■ Task:
Output the data verbatim, with nothing added or dropped.

(Records from a dataset)
........

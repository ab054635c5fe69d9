//! Axum route handlers for the roast and improvement API.
//!
//! These are thin adapters: work out the transport shape (multipart upload
//! or JSON body), hand off to the shared pipeline, translate the result.

use axum::{
    extract::{FromRequest, Multipart, Request, State},
    http::header,
    Json,
};
use serde::{Deserialize, Serialize};

use crate::errors::AppError;
use crate::extract::UploadedDocument;
use crate::roast::service::{resume_text_from, ResumeSource};
use crate::roast::tone::RoastTone;
use crate::state::AppState;

/// JSON body accepted by both API routes. The improvement route ignores
/// `roast_type`.
#[derive(Debug, Deserialize)]
pub struct ResumeTextRequest {
    #[serde(default)]
    pub resume_text: String,
    #[serde(default)]
    pub roast_type: Option<String>,
}

#[derive(Debug, Serialize)]
pub struct RoastResponse {
    pub success: bool,
    pub roast: String,
    pub roast_type: String,
}

#[derive(Debug, Serialize)]
pub struct ImproveResponse {
    pub success: bool,
    pub suggestions: String,
}

/// What a request resolved to before the pipeline runs.
struct Submission {
    source: ResumeSource,
    roast_type: Option<String>,
}

/// POST /api/roast
pub async fn handle_roast(
    State(state): State<AppState>,
    request: Request,
) -> Result<Json<RoastResponse>, AppError> {
    let submission = parse_submission(request).await?;
    let tone = RoastTone::from_param(submission.roast_type.as_deref());

    let text = resume_text_from(&state.config, submission.source).await?;
    let roast = state.roaster.roast(&text, tone).await?;

    Ok(Json(RoastResponse {
        success: true,
        roast,
        roast_type: tone.as_str().to_string(),
    }))
}

/// POST /api/improve
pub async fn handle_improve(
    State(state): State<AppState>,
    request: Request,
) -> Result<Json<ImproveResponse>, AppError> {
    let submission = parse_submission(request).await?;

    let text = resume_text_from(&state.config, submission.source).await?;
    let suggestions = state.roaster.improve(&text).await?;

    Ok(Json(ImproveResponse {
        success: true,
        suggestions,
    }))
}

/// Dispatches on content type: multipart requests carry a file upload, JSON
/// bodies carry raw resume text. Anything else is a 400.
async fn parse_submission(request: Request) -> Result<Submission, AppError> {
    let content_type = request
        .headers()
        .get(header::CONTENT_TYPE)
        .and_then(|value| value.to_str().ok())
        .unwrap_or("")
        .to_string();

    if content_type.starts_with("multipart/form-data") {
        let multipart = Multipart::from_request(request, &())
            .await
            .map_err(|e| AppError::Validation(format!("Invalid multipart request: {e}")))?;
        let (document, roast_type) = read_upload(multipart).await?;
        return Ok(Submission {
            source: ResumeSource::Document(document),
            roast_type,
        });
    }

    if content_type.starts_with("application/json") {
        let Json(body) = Json::<ResumeTextRequest>::from_request(request, &())
            .await
            .map_err(|e| AppError::Validation(format!("Invalid JSON in request body: {e}")))?;
        return Ok(Submission {
            source: ResumeSource::Text(body.resume_text),
            roast_type: body.roast_type,
        });
    }

    Err(AppError::Validation(
        "Expected a multipart file upload or a JSON body".to_string(),
    ))
}

/// Walks the multipart fields: `resume` is the file, `roast_type` the
/// optional tone selector. Unknown fields are ignored.
pub(crate) async fn read_upload(
    mut multipart: Multipart,
) -> Result<(UploadedDocument, Option<String>), AppError> {
    let mut document: Option<UploadedDocument> = None;
    let mut roast_type: Option<String> = None;

    while let Some(field) = multipart
        .next_field()
        .await
        .map_err(|e| AppError::Validation(format!("Invalid multipart request: {e}")))?
    {
        match field.name() {
            Some("resume") => {
                let filename = field.file_name().unwrap_or_default().to_string();
                let bytes = field.bytes().await.map_err(|e| {
                    AppError::Validation(format!("Failed to read file upload: {e}"))
                })?;
                document = Some(UploadedDocument { filename, bytes });
            }
            Some("roast_type") => {
                let value = field.text().await.map_err(|e| {
                    AppError::Validation(format!("Failed to read roast_type: {e}"))
                })?;
                if !value.trim().is_empty() {
                    roast_type = Some(value);
                }
            }
            _ => {}
        }
    }

    let document =
        document.ok_or_else(|| AppError::Validation("No file uploaded".to_string()))?;

    Ok((document, roast_type))
}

........

■ Exercise output:
repository ab054635c5fe69d9
//! Axum route handlers for the roast and improvement API.
//!
//! These are thin adapters: work out the transport shape (multipart upload
//! or JSON body), hand off to the shared pipeline, translate the result.

use axum::{
    extract::{FromRequest, Multipart, Request, State},
    http::header,
    Json,
};
use serde::{Deserialize, Serialize};

use crate::errors::AppError;
use crate::extract::UploadedDocument;
use crate::roast::service::{resume_text_from, ResumeSource};
use crate::roast::tone::RoastTone;
use crate::state::AppState;

/// JSON body accepted by both API routes. The improvement route ignores
/// `roast_type`.
#[derive(Debug, Deserialize)]
pub struct ResumeTextRequest {
    #[serde(default)]
    pub resume_text: String,
    #[serde(default)]
    pub roast_type: Option<String>,
}

#[derive(Debug, Serialize)]
pub struct RoastResponse {
    pub success: bool,
    pub roast: String,
    pub roast_type: String,
}

#[derive(Debug, Serialize)]
pub struct ImproveResponse {
    pub success: bool,
    pub suggestions: String,
}

/// What a request resolved to before the pipeline runs.
struct Submission {
    source: ResumeSource,
    roast_type: Option<String>,
}

/// POST /api/roast
pub async fn handle_roast(
    State(state): State<AppState>,
    request: Request,
) -> Result<Json<RoastResponse>, AppError> {
    let submission = parse_submission(request).await?;
    let tone = RoastTone::from_param(submission.roast_type.as_deref());

    let text = resume_text_from(&state.config, submission.source).await?;
    let roast = state.roaster.roast(&text, tone).await?;

    Ok(Json(RoastResponse {
        success: true,
        roast,
        roast_type: tone.as_str().to_string(),
    }))
}

/// POST /api/improve
pub async fn handle_improve(
    State(state): State<AppState>,
    request: Request,
) -> Result<Json<ImproveResponse>, AppError> {
    let submission = parse_submission(request).await?;

    let text = resume_text_from(&state.config, submission.source).await?;
    let suggestions = state.roaster.improve(&text).await?;

    Ok(Json(ImproveResponse {
        success: true,
        suggestions,
    }))
}

/// Dispatches on content type: multipart requests carry a file upload, JSON
/// bodies carry raw resume text. Anything else is a 400.
async fn parse_submission(request: Request) -> Result<Submission, AppError> {
    let content_type = request
        .headers()
        .get(header::CONTENT_TYPE)
        .and_then(|value| value.to_str().ok())
        .unwrap_or("")
        .to_string();

    if content_type.starts_with("multipart/form-data") {
        let multipart = Multipart::from_request(request, &())
            .await
            .map_err(|e| AppError::Validation(format!("Invalid multipart request: {e}")))?;
        let (document, roast_type) = read_upload(multipart).await?;
        return Ok(Submission {
            source: ResumeSource::Document(document),
            roast_type,
        });
    }

    if content_type.starts_with("application/json") {
        let Json(body) = Json::<ResumeTextRequest>::from_request(request, &())
            .await
            .map_err(|e| AppError::Validation(format!("Invalid JSON in request body: {e}")))?;
        return Ok(Submission {
            source: ResumeSource::Text(body.resume_text),
            roast_type: body.roast_type,
        });
    }

    Err(AppError::Validation(
        "Expected a multipart file upload or a JSON body".to_string(),
    ))
}

/// Walks the multipart fields: `resume` is the file, `roast_type` the
/// optional tone selector. Unknown fields are ignored.
pub(crate) async fn read_upload(
    mut multipart: Multipart,
) -> Result<(UploadedDocument, Option<String>), AppError> {
    let mut document: Option<UploadedDocument> = None;
    let mut roast_type: Option<String> = None;

    while let Some(field) = multipart
        .next_field()
        .await
        .map_err(|e| AppError::Validation(format!("Invalid multipart request: {e}")))?
    {
        match field.name() {
            Some("resume") => {
                let filename = field.file_name().unwrap_or_default().to_string();
                let bytes = field.bytes().await.map_err(|e| {
                    AppError::Validation(format!("Failed to read file upload: {e}"))
                })?;
                document = Some(UploadedDocument { filename, bytes });
            }
            Some("roast_type") => {
                let value = field.text().await.map_err(|e| {
                    AppError::Validation(format!("Failed to read roast_type: {e}"))
                })?;
                if !value.trim().is_empty() {
                    roast_type = Some(value);
                }
            }
            _ => {}
        }
    }

    let document =
        document.ok_or_else(|| AppError::Validation("No file uploaded".to_string()))?;

    Ok((document, roast_type))
}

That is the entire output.